I found it to be powerful. This book hit on so many supjects...healthy relationships, anxiety and depression, parenting, entertainment, health and wellness, childrens health and development but mostly,personal growth.....

She talks about so many of these things-and powerfully so-its a story of her journey to self acceptance-written in a way I could have never expected from a "star"-even if it was one I was already a fan of. It reads like a conversation with an older, wiser woman you respect. I found myself open to learning from her and yet in awe of how much we had in common. We-Wynona and I (ha!) made so many of the same mistakes..and for the same reasons..her longings for acceptance from her mother and her father, and others, her need to please, lack of boundaries, shopping for emotional reasons, emotional eating, the many "distractions" we allow ourselves so we don't have to deal with real problems and more. She was abandoned, betrayed, hurt, taken advantage of, etc..just like me...(and you?)...wow...it was just a great book...I feel like it validated me ...and yet offered challenges for me..how to be a better communicator, better parent, but most of all, it reminds me I need to be good to myself first. To "put myself on the list" as she puts it.

I really liked that it doesn't have a perfect ending (which you would know if you have seen her on any number of talk shows recently) she isn't wearing a size 8 jeans-and isn't trying too. She has lost some weight and is trying to develop healthy eating patterns but she is mostly figuring out who she is and learning to embrace herself....and isn't that something we all need to do?

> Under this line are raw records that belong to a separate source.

use dirdupe::session::{Session, SessionConfig, View, ViewItem};
use std::fs;
use std::path::{Path, PathBuf};
use tempfile::{tempdir, TempDir};

fn write(path: &Path, content: &[u8]) {
    if let Some(parent) = path.parent() {
        fs::create_dir_all(parent).unwrap();
    }
    fs::write(path, content).unwrap();
}

/// root/full: two files, both copied into root/mirror.
/// root/mixed: one copy and one unique file.
fn fixture() -> (TempDir, Session) {
    let dir = tempdir().unwrap();
    let root = dir.path();
    write(&root.join("full/1.txt"), b"one");
    write(&root.join("full/2.txt"), b"two");
    write(&root.join("mirror/1.txt"), b"one");
    write(&root.join("mirror/2.txt"), b"two");
    write(&root.join("mixed/1.txt"), b"one");
    write(&root.join("mixed/solo.txt"), b"solo");

    let mut session = Session::with_config(
        root,
        SessionConfig {
            use_cache: false,
            jobs: 1,
            ..SessionConfig::default()
        },
    );
    session.scan(true).unwrap();
    (dir, session)
}

fn paths(items: &[ViewItem]) -> Vec<PathBuf> {
    items.iter().map(|i| i.path().to_path_buf()).collect()
}

#[test]
fn test_push_pop_restores_selection() {
    let (dir, mut session) = fixture();

    session.set_selected_index(5);
    session.set_scroll_offset(2);
    session.push_view(View::DirDetail {
        dir: dir.path().join("full"),
    });

    assert_eq!(session.view_stack().len(), 2);
    assert_eq!(session.selected_index(), 0);
    assert_eq!(session.scroll_offset(), 0);

    session.set_selected_index(1);
    session.push_view(View::FileMatches {
        file: dir.path().join("full/1.txt"),
    });
    assert_eq!(session.view_stack().len(), 3);

    session.pop_view().unwrap();
    assert_eq!(session.selected_index(), 1);

    session.pop_view().unwrap();
    assert_eq!(session.selected_index(), 5);
    assert_eq!(session.scroll_offset(), 2);
    assert_eq!(session.current_view(), &View::Overview);
}

#[test]
fn test_root_frame_is_never_popped() {
    let (_dir, mut session) = fixture();
    assert!(session.pop_view().is_none());
    assert!(session.pop_view().is_none());
    assert_eq!(session.view_stack().len(), 1);
    assert_eq!(session.current_view(), &View::Overview);
}

#[test]
fn test_overview_lists_directories_by_redundancy() {
    let (dir, mut session) = fixture();
    let items = session.view_items();

    assert_eq!(
        paths(&items),
        vec![
            dir.path().join("full"),
            dir.path().join("mirror"),
            dir.path().join("mixed"),
        ]
    );
    match &items[2] {
        ViewItem::Directory { stats, .. } => assert_eq!(stats.redundancy_score, 0.5),
        other => panic!("expected a directory, got {:?}", other),
    }
}

#[test]
fn test_dir_detail_lists_subdirs_then_files() {
    let (dir, mut session) = fixture();
    session.push_view(View::DirDetail {
        dir: dir.path().to_path_buf(),
    });
    let items = session.view_items();
    assert_eq!(items.len(), 3);
    assert!(items.iter().all(ViewItem::is_dir));

    session.push_view(View::DirDetail {
        dir: dir.path().join("mixed"),
    });
    let items = session.view_items();
    assert_eq!(
        items,
        vec![
            ViewItem::File {
                path: dir.path().join("mixed/1.txt"),
                redundancy: 3,
            },
            ViewItem::File {
                path: dir.path().join("mixed/solo.txt"),
                redundancy: 1,
            },
        ]
    );
}

#[test]
fn test_file_matches_lists_every_copy() {
    let (dir, mut session) = fixture();
    session.push_view(View::FileMatches {
        file: dir.path().join("mirror/1.txt"),
    });

    let items = session.view_items();
    assert_eq!(
        paths(&items),
        vec![
            dir.path().join("full/1.txt"),
            dir.path().join("mirror/1.txt"),
            dir.path().join("mixed/1.txt"),
        ]
    );
}

#[test]
fn test_selection_movement_and_scrolling() {
    let (_dir, mut session) = fixture();

    session.select_next(3);
    session.select_next(3);
    session.select_next(3);
    assert_eq!(session.selected_index(), 2);

    session.select_previous();
    assert_eq!(session.selected_index(), 1);

    session.select_page_down(20, 10);
    assert_eq!(session.selected_index(), 11);
    session.ensure_visible(5);
    assert_eq!(session.scroll_offset(), 7);

    session.select_page_up(10);
    assert_eq!(session.selected_index(), 1);
    session.ensure_visible(5);
    assert_eq!(session.scroll_offset(), 1);

    session.set_selected_index(9);
    session.clamp_selection(4);
    assert_eq!(session.selected_index(), 3);
    session.clamp_selection(0);
    assert_eq!(session.selected_index(), 0);
}

#[test]
fn test_rescan_drops_views_of_vanished_directories() {
    let (dir, mut session) = fixture();
    session.push_view(View::DirDetail {
        dir: dir.path().join("mixed"),
    });

    fs::remove_dir_all(dir.path().join("mixed")).unwrap();
    session.rescan().unwrap();

    assert_eq!(session.view_stack().len(), 1);
    assert_eq!(session.current_view(), &View::Overview);
}
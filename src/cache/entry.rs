//! Cache entry definitions.

use std::path::PathBuf;
use std::time::{Duration, SystemTime, UNIX_EPOCH};

use serde::{Deserialize, Serialize};

use crate::scanner::FileEntry;

/// Identity of a file as seen by the cache: path, size and mtime.
///
/// A stored hash is only returned when all three still match.
#[derive(Debug, Clone, PartialEq, Eq, Serialize, Deserialize)]
pub struct CacheEntry {
    /// Absolute path of the file.
    pub path: PathBuf,
    /// File size in bytes.
    pub size: u64,
    /// Last modification time.
    pub mtime: SystemTime,
}

impl CacheEntry {
    /// Create a new cache entry.
    #[must_use]
    pub fn new(path: PathBuf, size: u64, mtime: SystemTime) -> Self {
        Self { path, size, mtime }
    }

    /// Modification time as signed nanoseconds since the Unix epoch.
    #[must_use]
    pub fn mtime_nanos(&self) -> i64 {
        system_time_to_nanos(self.mtime)
    }
}

impl From<FileEntry> for CacheEntry {
    fn from(file: FileEntry) -> Self {
        Self::new(file.path, file.size, file.modified)
    }
}

impl From<&FileEntry> for CacheEntry {
    fn from(file: &FileEntry) -> Self {
        Self::new(file.path.clone(), file.size, file.modified)
    }
}

/// Convert a timestamp into signed nanoseconds relative to the Unix epoch.
///
/// Values beyond the `i64` range saturate.
#[must_use]
pub fn system_time_to_nanos(time: SystemTime) -> i64 {
    match time.duration_since(UNIX_EPOCH) {
        Ok(after) => i64::try_from(after.as_nanos()).unwrap_or(i64::MAX),
        Err(before) => i64::try_from(before.duration().as_nanos())
            .map(|n| -n)
            .unwrap_or(i64::MIN),
    }
}

/// Inverse of [`system_time_to_nanos`].
#[must_use]
pub fn nanos_to_system_time(nanos: i64) -> SystemTime {
    if nanos >= 0 {
        UNIX_EPOCH + Duration::from_nanos(nanos.unsigned_abs())
    } else {
        UNIX_EPOCH - Duration::from_nanos(nanos.unsigned_abs())
    }
}
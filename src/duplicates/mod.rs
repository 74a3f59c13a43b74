//! Duplicate detection.
//!
//! - [`finder`]: walks roots and fingerprints files in parallel
//! - [`index`]: aggregates fingerprints into cross-directory indexes

pub mod finder;
pub mod index;

pub use finder::{
    find_duplicates, open_cache, DuplicateFinder, FinderConfig, FinderError, ScanSummary,
    DEFAULT_JOBS,
};
pub use index::{build_index, calculate_redundancy_score, DirStats, DuplicateGroup, DuplicateIndex};
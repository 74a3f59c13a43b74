use dirdupe::duplicates::find_duplicates;
use dirdupe::session::{Session, SessionConfig};
use std::fs;
use std::path::{Path, PathBuf};
use tempfile::tempdir;

fn write(path: &Path, content: &[u8]) {
    if let Some(parent) = path.parent() {
        fs::create_dir_all(parent).unwrap();
    }
    fs::write(path, content).unwrap();
}

#[test]
fn test_three_roots_share_one_index() {
    let a = tempdir().unwrap();
    let b = tempdir().unwrap();
    let c = tempdir().unwrap();
    write(&a.path().join("photo.jpg"), b"pixels");
    write(&b.path().join("backup/photo.jpg"), b"pixels");
    write(&c.path().join("old/2019/photo.jpg"), b"pixels");
    write(&c.path().join("old/2019/notes.txt"), b"notes");

    let roots: Vec<PathBuf> = vec![a.path().into(), b.path().into(), c.path().into()];
    let index = find_duplicates(&roots, true, false, 3).unwrap();

    assert_eq!(index.total_files, 4);
    assert_eq!(index.total_duplicates, 3);

    let hash = index.file_to_hash[&a.path().join("photo.jpg")];
    assert_eq!(index.hash_to_dirs[&hash].len(), 3);
    assert_eq!(index.occurrences(&hash), 3);
    assert_eq!(
        index.duplicates_of(&a.path().join("photo.jpg")),
        {
            let mut v = vec![
                b.path().join("backup/photo.jpg"),
                c.path().join("old/2019/photo.jpg"),
            ];
            v.sort();
            v
        }
    );
    assert_eq!(index.dir_stats[&c.path().join("old/2019")].redundancy_score, 0.5);
    assert_eq!(index.dir_stats[&c.path().join("old")].file_count, 0);
}

#[test]
fn test_overlapping_roots_count_files_once() {
    let dir = tempdir().unwrap();
    write(&dir.path().join("inner/a.txt"), b"alpha");
    write(&dir.path().join("b.txt"), b"beta");

    let roots = vec![dir.path().to_path_buf(), dir.path().join("inner")];
    let index = find_duplicates(&roots, true, false, 2).unwrap();

    assert_eq!(index.total_files, 2);
    assert_eq!(index.total_duplicates, 0);
}

#[test]
fn test_duplicate_groups_are_sorted_largest_first() {
    let dir = tempdir().unwrap();
    for name in ["x1", "x2", "x3"] {
        write(&dir.path().join(name), b"x");
    }
    for name in ["y1", "y2"] {
        write(&dir.path().join(name), b"y");
    }

    let index = find_duplicates(&[dir.path().to_path_buf()], true, false, 1).unwrap();
    let groups = index.duplicate_groups();

    assert_eq!(groups.len(), 2);
    assert_eq!(groups[0].files.len(), 3);
    assert_eq!(groups[1].files.len(), 2);
    assert_eq!(groups[1].files[0], dir.path().join("y1"));
}

#[test]
fn test_recursive_stats_and_sizes() {
    let dir = tempdir().unwrap();
    let root = dir.path();
    write(&root.join("top.txt"), b"12345");
    write(&root.join("sub/copy.txt"), b"12345");
    write(&root.join("sub/deeper/unique.txt"), b"abc");
    write(&root.join("sub/deeper/other.txt"), b"xyz1");

    let mut session = Session::with_config(
        root,
        SessionConfig {
            use_cache: false,
            jobs: 2,
            ..SessionConfig::default()
        },
    );
    session.scan(true).unwrap();

    let stats = session.recursive_stats(root);
    assert_eq!(stats.file_count, 4);
    assert_eq!(stats.duplicate_count, 2);
    assert_eq!(stats.dir_count, 2);
    assert_eq!(stats.redundancy_score, 0.5);

    let sub = session.recursive_stats(&root.join("sub"));
    assert_eq!(sub.file_count, 3);
    assert_eq!(sub.duplicate_count, 1);
    assert_eq!(sub.dir_count, 1);

    assert_eq!(session.dir_size(root), 5 + 5 + 3 + 4);
    assert_eq!(session.dir_size(&root.join("sub/deeper")), 7);

    let contents = session.dir_contents(&root.join("sub"));
    assert_eq!(contents.subdirs, vec![root.join("sub/deeper")]);
    assert_eq!(contents.files, vec![root.join("sub/copy.txt")]);

    assert!(session.caches().recursive_stats.contains(&root.join("sub/deeper")));
    assert!(session.caches().dir_sizes.contains(root));
    assert!(session.caches().dir_contents.contains(&root.join("sub")));
}

#[test]
fn test_invalidate_path_hits_ancestors_and_descendants() {
    let dir = tempdir().unwrap();
    let root = dir.path();
    write(&root.join("a/b/c/file"), b"f");
    write(&root.join("other/file"), b"g");

    let mut session = Session::with_config(
        root,
        SessionConfig {
            use_cache: false,
            jobs: 1,
            ..SessionConfig::default()
        },
    );
    session.scan(true).unwrap();
    session.recursive_stats(root);
    assert!(session.caches().recursive_stats.contains(&root.join("other")));

    session.invalidate_path(&root.join("a/b"));

    let cached = &session.caches().recursive_stats;
    assert!(!cached.contains(root));
    assert!(!cached.contains(&root.join("a")));
    assert!(!cached.contains(&root.join("a/b")));
    assert!(!cached.contains(&root.join("a/b/c")));
    assert!(cached.contains(&root.join("other")));
}
//! Interactive terminal browser.
//!
//! - [`app`]: state on top of a [`Session`](crate::session::Session)
//! - [`events`]: key decoding
//! - [`ui`]: ratatui rendering
//! - [`run`]: terminal setup and the event loop
//!
//! Data flows one way: keys become [`Action`]s, actions update the
//! [`App`], and the screen is redrawn from the app state.

pub mod app;
pub mod events;
pub mod run;
pub mod theme;
pub mod ui;

pub use app::{Action, App, AppMode, PendingTrash, StatusMessage};
pub use events::{action_for_key, EventError, EventHandler};
pub use run::{run_tui, TuiError, TuiResult};
pub use theme::Theme;
pub use ui::{format_size, render};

She says in one line that she was going to allow herself to be the person she was and celebrate all that she is and not concentrate on all that she wasn't (not an exact quote). Can you imagine if all women did this? For ourselves? For our daughters? If we truly taught them to just be who they are, and truly celebrated them for who they are?

Control issues are huge in this book. She has really given up control with her kids to stop the pattern and her thoughts on this and her ways of parenting are incredible-I am really inspired to rethink the way I do a few things with my own children.

I think this book would resonate with any woman, mother (single Mothers (she was one-just like me!!!) parent, daughter, business person, artist, wife, sister and anyone interested in having healthy relationships.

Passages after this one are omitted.